Friday Musings: Have Coffee With Me
There is a painting by Edward Hopper called Automat, publicly shown for the first time on Valentine’s Day in 1927, in which he depicts a young woman sitting alone in a café drinking a cup of coffee. It’s hard to know what her situation is. She appears sad and somewhat disappointed, as if something about her evening, or her life in general, did not go the way she hoped it would. There appear to be no other patrons in the café, or if they are there, we can’t see them, so our focus remains on this young woman and the story that we invent for her. Hopper is one of those painters who portrays a lot of sadness and loneliness in his work. Many of his subjects can be found in similar situations, pensive and alone in a place that seems far from home. Yet somehow these images do not necessarily evoke sadness in us, but more often have the effect of making us feel comforted in some strange way. It may be because we’re able to identify with the woman’s loneliness, and so we can appreciate the universality of it, and value the idea that as humans, we all share in these emotions. If we’re going through something similar, it helps so much to know that we are not alone, that this is not happening only to us, that there are others experiencing the exact emotions that we are. It makes us feel less bereft, it brings us hope, and it unites us with a higher power in a way that we know will eventually bring us great strength. Like so many other people, I too have constructed a story for the woman in the café. I think she is very sad, with the introspection and thoughtfulness that come from losing something or someone that brought her great joy. She is allowing herself to remember, to mourn, and to be alone, but she is also hopeful about what will come next for her. We’ve all been in this place at some point and we know the patience and strength that it requires.

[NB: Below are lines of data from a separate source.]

//! Running the ReVanced CLI as a subprocess.

use std::ffi::{OsStr, OsString};
use std::path::{Path, PathBuf};
use std::process::{ExitStatus, Output, Stdio};

use thiserror::Error;
use tokio::process::Command;
use tracing::{debug, warn};

use crate::layout::Toolchain;

/// Mode that prints the compatible versions of each patched package.
pub const LIST_VERSIONS: &str = "list-versions";

#[derive(Debug, Error)]
pub enum PatcherError {
    #[error("could not run patcher: {0}")]
    Io(#[from] std::io::Error),

    #[error("patcher exited with {status}: {stderr}")]
    Failed { status: ExitStatus, stderr: String },
}

/// The operations the orchestrator needs from the patcher executable.
pub trait Patcher {
    /// Run in listing mode and return captured stdout, whatever the exit code.
    async fn list_versions(&self, tools: &Toolchain) -> Result<String, PatcherError>;

    /// Patch `apk` into `out` using the bundle in `tools`.
    async fn patch(&self, tools: &Toolchain, apk: &Path, out: &Path) -> Result<(), PatcherError>;

    /// Forward `args` as-is with inherited stdio, returning the exit status.
    async fn passthrough(
        &self,
        tools: &Toolchain,
        args: &[OsString],
    ) -> Result<ExitStatus, PatcherError>;
}

/// Runs `<java> -jar patcher.jar ...`.
pub struct JavaPatcher {
    java: PathBuf,
}

impl JavaPatcher {
    pub fn new(java: impl Into<PathBuf>) -> Self {
        Self { java: java.into() }
    }

    fn base_command(&self, tools: &Toolchain) -> Command {
        let mut cmd = Command::new(&self.java);
        cmd.arg("-jar").arg(&tools.patcher).kill_on_drop(true);
        cmd
    }

    /// `<mode> <bundle> <args...>`: the bundle always follows the mode.
    fn mode_command<I, S>(&self, tools: &Toolchain, mode: &OsStr, args: I) -> Command
    where
        I: IntoIterator<Item = S>,
        S: AsRef<OsStr>,
    {
        let mut cmd = self.base_command(tools);
        cmd.arg(mode).arg(&tools.bundle).args(args);
        cmd
    }

    fn patch_command(&self, tools: &Toolchain, apk: &Path, out: &Path) -> Command {
        let mut cmd = self.base_command(tools);
        cmd.arg("patch")
            .arg("-p")
            .arg(&tools.bundle)
            .arg("-o")
            .arg(out)
            .arg(apk);
        cmd
    }
}

async fn run_captured(mut cmd: Command) -> Result<Output, PatcherError> {
    debug!(command = ?cmd.as_std(), "running patcher");
    let output = cmd
        .stdin(Stdio::null())
        .stdout(Stdio::piped())
        .stderr(Stdio::piped())
        .output()
        .await?;
    Ok(output)
}

fn stderr_of(output: &Output) -> String {
    String::from_utf8_lossy(&output.stderr).trim().to_string()
}

impl Patcher for JavaPatcher {
    async fn list_versions(&self, tools: &Toolchain) -> Result<String, PatcherError> {
        let cmd = self.mode_command(tools, OsStr::new(LIST_VERSIONS), std::iter::empty::<&OsStr>());
        let output = run_captured(cmd).await?;
        // The listing is still printed when some patches fail to load.
        if !output.status.success() {
            warn!(
                status = %output.status,
                stderr = %stderr_of(&output),
                "patcher listing exited unsuccessfully, parsing its output anyway"
            );
        }
        Ok(String::from_utf8_lossy(&output.stdout).into_owned())
    }

    async fn patch(&self, tools: &Toolchain, apk: &Path, out: &Path) -> Result<(), PatcherError> {
        if let Some(parent) = out.parent() {
            tokio::fs::create_dir_all(parent).await?;
        }
        let output = run_captured(self.patch_command(tools, apk, out)).await?;
        if !output.status.success() {
            return Err(PatcherError::Failed {
                status: output.status,
                stderr: stderr_of(&output),
            });
        }
        Ok(())
    }

    async fn passthrough(
        &self,
        tools: &Toolchain,
        args: &[OsString],
    ) -> Result<ExitStatus, PatcherError> {
        let mut cmd = match args.split_first() {
            Some((mode, rest)) => self.mode_command(tools, mode, rest),
            None => self.base_command(tools),
        };
        debug!(command = ?cmd.as_std(), "forwarding to patcher");
        Ok(cmd.status().await?)
    }
}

I love this particular painting, especially the way the woman is holding her coffee cup. We all have a different way of doing so, and when you have coffee regularly with a person, you get to know what that looks like, and it becomes one of the little details that you love and remember. This woman holds the handle with two fingers and guides the cup with her other hand. That’s one way of doing it. I slip my middle and ring fingers of my right hand through the handle and cradle the cup with both hands. People also have different postures when they drink their coffee. Some people sit back in their chair, or totally upright, while others lean in, loving the intimacy of sharing coffee with someone. I am a leaner. Both of these things are such habits for me that when I came across a photograph of a woman drinking coffee on a blog I love called The Sartorialist, I showed it to my son and he immediately said. “she looks just like you.” She didn’t really, but she held her coffee in the same way I did, and she leaned in toward her companion, ready to talk and willing to listen, and that was what he reacted to. You’ll pay attention to this now if you don’t already. Am I right? I hope I am. I’m here to make you think about these things.

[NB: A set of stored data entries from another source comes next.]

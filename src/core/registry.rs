//! SZ-004: Directive registry — name → handler factory, scoped per parent type.
//!
//! Every directive type names the scope its nested directives are resolved
//! in. The file itself resolves in [`ROOT_SCOPE`]. Registration happens once at
//! startup; lookups never allocate handlers.

use super::unit::Directive;
use indexmap::IndexMap;

/// Scope used for top-level directives.
pub const ROOT_SCOPE: &str = "file";

/// Builds a handler from the directive's argument text.
pub type Factory = fn(&str) -> Box<dyn Directive>;

/// Registration entry for one directive name within a scope.
#[derive(Clone, Copy)]
pub struct DirectiveSpec {
    pub factory: Factory,
    /// Scope for nested directives; `None` means the directive is a leaf.
    pub children: Option<&'static str>,
    /// One-line description for `stanza directives`.
    pub summary: &'static str,
}

impl std::fmt::Debug for DirectiveSpec {
    fn fmt(&self, f: &mut std::fmt::Formatter<'_>) -> std::fmt::Result {
        f.debug_struct("DirectiveSpec")
            .field("children", &self.children)
            .field("summary", &self.summary)
            .finish()
    }
}

/// Registration table of directive scopes.
#[derive(Debug, Clone, Default)]
pub struct Registry {
    scopes: IndexMap<String, IndexMap<String, DirectiveSpec>>,
}

impl Registry {
    pub fn new() -> Self {
        Self::default()
    }

    /// Register `name` in `scope`. A later registration of the same name replaces the earlier one.
    pub fn register(&mut self, scope: &str, name: &str, spec: DirectiveSpec) -> &mut Self {
        self.scopes
            .entry(scope.to_string())
            .or_default()
            .insert(name.to_string(), spec);
        self
    }

    /// Resolve `name` for a parent whose nested scope is `scope`.
    ///
    /// `None` means the parent is a leaf and accepts no nested directives.
    pub fn lookup(&self, scope: Option<&str>, name: &str) -> Result<&DirectiveSpec, String> {
        let scope = scope.ok_or_else(|| {
            format!(
                "directive '{}' is nested under a directive that accepts no nested directives",
                name
            )
        })?;
        self.scopes
            .get(scope)
            .and_then(|entries| entries.get(name))
            .ok_or_else(|| format!("unknown directive '{}'", name))
    }

    /// Scope names in registration order.
    pub fn scopes(&self) -> impl Iterator<Item = &str> {
        self.scopes.keys().map(String::as_str)
    }

    /// Entries of one scope in registration order.
    pub fn entries(&self, scope: &str) -> impl Iterator<Item = (&str, &DirectiveSpec)> {
        self.scopes
            .get(scope)
            .into_iter()
            .flat_map(|entries| entries.iter().map(|(k, v)| (k.as_str(), v)))
    }
}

Over the years I shared many cups of coffee with my mom. I know just the way she drank hers. She was not a leaner, nor did she cradle her cup with both hands. She hooked her fingers through the handle with her left hand and sat back, with her other hand usually emphasizing something she was saying. I also think it was an old habit from when she would smoke cigarettes with her coffee. She needed her right hand to be free. Yesterday was the six year anniversary of her death and it’s very hard to believe she’s been gone for so long. When I gave her eulogy at her services, I said that I’d miss her all the days of my life, but I’ve never felt the weight of those words the way I have in the past six weeks, when I’ve felt like I’d come to the end of my patience with everything. While I’ve been recovering, I’ve been having regular Reiki sessions with the incomparable Julie Goeltz from Living Tree Wellness in Haddonfield. As she was working on me this past Wednesday, she had a strong sense of seeing her own mom, which she translated into knowing for certain that my mom was right there with me. And so when I’ve had my coffee the past two mornings I’ve leaned in as if I had something to tell her, and I could feel her there, waiting and listening. It has brought me so much peace, and finally, despite my firm belief that this day would never come, I feel the beginning of real healing.

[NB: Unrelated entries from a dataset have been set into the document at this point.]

//! SZ-005: Batch context — the state shared by everything in one process.
//!
//! Created at batch start and passed explicitly through the runner, files,
//! scheduler and directives. A worker builds its own from the job it receives.

use crate::logs::eventlog::{self, RunEvent};
use crate::logs::{LogAggregator, ALWAYS, NORMAL};
use std::path::{Path, PathBuf};
use std::sync::atomic::{AtomicBool, Ordering};
use std::sync::Arc;

/// Explicit per-batch state.
pub struct Context {
    pub logs: LogAggregator,
    events: Option<PathBuf>,
    interrupt: Arc<AtomicBool>,
    worker: bool,
    persist: bool,
    giveup: bool,
    failures: Vec<String>,
    passed: usize,
    failed: usize,
    indent: usize,
}

impl Context {
    pub fn new(logs: LogAggregator, persist: bool) -> Self {
        Self {
            logs,
            events: None,
            interrupt: Arc::new(AtomicBool::new(false)),
            worker: false,
            persist,
            giveup: false,
            failures: Vec::new(),
            passed: 0,
            failed: 0,
            indent: 0,
        }
    }

    /// Record run events to a JSONL file.
    pub fn with_events(mut self, path: Option<PathBuf>) -> Self {
        self.events = path;
        self
    }

    /// Share an interrupt flag set from outside (e.g. a signal handler).
    pub fn with_interrupt(mut self, flag: Arc<AtomicBool>) -> Self {
        self.interrupt = flag;
        self
    }

    /// Mark this process as a worker; workers never spawn workers.
    pub fn into_worker(mut self) -> Self {
        self.worker = true;
        self
    }

    pub fn is_worker(&self) -> bool {
        self.worker
    }

    pub fn persist(&self) -> bool {
        self.persist
    }

    pub fn events_path(&self) -> Option<&Path> {
        self.events.as_deref()
    }

    pub fn interrupt_flag(&self) -> Arc<AtomicBool> {
        Arc::clone(&self.interrupt)
    }

    pub fn interrupted(&self) -> bool {
        self.interrupt.load(Ordering::SeqCst)
    }

    pub fn request_interrupt(&self) {
        self.interrupt.store(true, Ordering::SeqCst);
    }

    /// True once a failure happened and the batch does not persist.
    pub fn giveup(&self) -> bool {
        self.giveup
    }

    /// Record a failure; trips `giveup` unless the batch persists.
    pub fn note_failure(&mut self, what: impl Into<String>) {
        self.failures.push(what.into());
        if !self.persist {
            self.giveup = true;
        }
    }

    /// One line per recorded failure, in the order they happened.
    pub fn failures(&self) -> &[String] {
        &self.failures
    }

    /// Count the outcome of one top-level directive.
    pub fn tally(&mut self, passed: bool) {
        if passed {
            self.passed += 1;
        } else {
            self.failed += 1;
        }
    }

    /// `(passed, failed)` top-level directive counts.
    pub fn tallies(&self) -> (usize, usize) {
        (self.passed, self.failed)
    }

    /// Nesting depth used to indent directive output.
    pub fn set_indent(&mut self, depth: usize) {
        self.indent = depth;
    }

    /// Log a directive's own message, indented under it.
    pub fn say(&mut self, level: u8, message: &str) {
        let text = format!("{}{}", "  ".repeat(self.indent + 1), message);
        self.logs.log(&text, "", level, false);
    }

    /// Warn on every sink.
    pub fn warn(&mut self, message: &str) {
        self.logs.log(&format!("warning: {}", message), "", ALWAYS, false);
    }

    /// Progress line on interactive sinks.
    pub fn progress(&mut self, message: &str) {
        self.logs.log(message, "", NORMAL, true);
    }

    /// Append to the event log if one is configured. Failures to write are ignored.
    pub fn emit(&self, event: RunEvent) {
        if let Some(path) = &self.events {
            let _ = eventlog::append_event(path, event);
        }
    }
}

#[cfg(test)]
mod tests {
    use super::*;
    use crate::logs::{MemoryBuffer, Sink, VERBOSE};

    #[test]
    fn test_sz005_giveup_without_persist() {
        let mut ctx = Context::new(LogAggregator::new(), false);
        assert!(!ctx.giveup());
        ctx.note_failure("a.stz:1: fail");
        assert!(ctx.giveup());
        assert_eq!(ctx.failures(), ["a.stz:1: fail".to_string()]);
    }

    #[test]
    fn test_sz005_persist_never_gives_up() {
        let mut ctx = Context::new(LogAggregator::new(), true);
        ctx.note_failure("x");
        ctx.note_failure("y");
        assert!(!ctx.giveup());
        assert_eq!(ctx.failures().len(), 2);
    }

    #[test]
    fn test_sz005_interrupt_flag_shared() {
        let ctx = Context::new(LogAggregator::new(), false);
        let flag = ctx.interrupt_flag();
        assert!(!ctx.interrupted());
        flag.store(true, Ordering::SeqCst);
        assert!(ctx.interrupted());
    }

    #[test]
    fn test_sz005_say_indents() {
        let buf = MemoryBuffer::new();
        let logs = LogAggregator::new().with_sink(Sink::memory("m", VERBOSE, false, buf.clone()));
        let mut ctx = Context::new(logs, false);
        ctx.set_indent(1);
        ctx.say(VERBOSE, "hello");
        assert_eq!(buf.contents(), "    hello\n");
    }

    #[test]
    fn test_sz005_tally_and_events() {
        let dir = tempfile::tempdir().unwrap();
        let events = dir.path().join("events.jsonl");
        let mut ctx = Context::new(LogAggregator::new(), false).with_events(Some(events.clone()));
        ctx.tally(true);
        ctx.tally(false);
        ctx.tally(true);
        assert_eq!(ctx.tallies(), (2, 1));
        ctx.emit(RunEvent::FileStarted { file: "a".into() });
        assert!(std::fs::read_to_string(events).unwrap().contains("file_started"));
        assert!(!ctx.into_worker().persist());
    }
}
//! SZ-001: Shared types — unit lifecycle, error taxonomy, exit codes.

use super::parser::ParseError;
use std::fmt;

// ============================================================================
// Exit codes
// ============================================================================

/// Batch finished and every file passed.
pub const EXIT_SUCCESS: i32 = 0;

/// Batch failed or was interrupted.
pub const EXIT_FAILURE: i32 = 2;

/// Worker ran its stanza and something in it failed.
pub const WORKER_FAILED: i32 = 1;

/// Worker stopped because it saw an interrupt.
pub const WORKER_INTERRUPTED: i32 = 130;

// ============================================================================
// Unit lifecycle
// ============================================================================

/// Lifecycle state of a unit.
///
/// `Created → Configuring → Executing → Succeeded | Failed`. A unit can jump
/// straight to `Failed` from `Configuring` when an option is rejected.
#[derive(Debug, Clone, Copy, PartialEq, Eq, PartialOrd, Ord)]
pub enum UnitState {
    Created,
    Configuring,
    Executing,
    Succeeded,
    Failed,
}

// ============================================================================
// Errors
// ============================================================================

/// Everything that can go wrong at a unit boundary.
#[derive(Debug, Clone, PartialEq, Eq)]
pub enum UnitError {
    /// Malformed script line; fatal to the enclosing file.
    Parse(ParseError),
    /// A directive's `set_option`, `execute` or `cleanup` returned an error or panicked.
    Execution { unit: String, message: String },
    /// A worker process exited nonzero (or was killed).
    WorkerExit {
        directive: String,
        pid: u32,
        code: Option<i32>,
    },
    /// User interrupt; fatal to the whole batch.
    Interrupted,
}

impl UnitError {
    /// Short class name used as the headline of logged traces.
    pub fn kind(&self) -> &'static str {
        match self {
            Self::Parse(_) => "ParseError",
            Self::Execution { .. } => "ExecutionError",
            Self::WorkerExit { .. } => "WorkerExitError",
            Self::Interrupted => "InterruptError",
        }
    }
}

impl fmt::Display for UnitError {
    fn fmt(&self, f: &mut fmt::Formatter<'_>) -> fmt::Result {
        match self {
            Self::Parse(e) => write!(f, "{}", e),
            Self::Execution { unit, message } => write!(f, "{}: {}", unit, message),
            Self::WorkerExit {
                directive,
                pid,
                code: Some(code),
            } => write!(f, "worker {} for '{}' exited with status {}", pid, directive, code),
            Self::WorkerExit {
                directive,
                pid,
                code: None,
            } => write!(f, "worker {} for '{}' was terminated by a signal", pid, directive),
            Self::Interrupted => write!(f, "interrupted"),
        }
    }
}

impl std::error::Error for UnitError {}

impl From<ParseError> for UnitError {
    fn from(e: ParseError) -> Self {
        Self::Parse(e)
    }
}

For today’s cocktail, I combined Bluecoat’s Barrel Rested gin with Sukkah Hill Spirits Etrog liqueur and the American Juice Company’s Salted Expresso Martini cocktail syrup. I also added one dash of DRAM Apothecary’s Citrus Medica bitters. The final result was a cocktail that had lots of warm coffee flavors that married perfectly with the aged qualities of the gin and the bright citrus notes of the Etrog and the bitters. It’s meant to pay homage to the woman in the Automat and the story behind her sadness. It’s meant to be a celebration of the people with whom we share our coffee and all the little details about them that we’ll remember forever. It’s meant to be a tribute to my mom, and all the years we had together, and the way in which I still seek her presence in my life, especially now. Cheers everyone. Happy Friday.
Have Coffee With Me
1½ oz Bluecoat Barrel Finished gin
½ oz American Juice Company Salted Expresso Martini cocktail syrup
½ oz Sukkah Hill Spirits Etrog liqueur
1 dash DRAM Apothecary citrus medica bitters
Add all the ingredients to a cocktail shaker with ice and shake vigorously. Strain into an old-fashioned glass or a footed mug over a large cube. Garnish with an orange peel. Enjoy!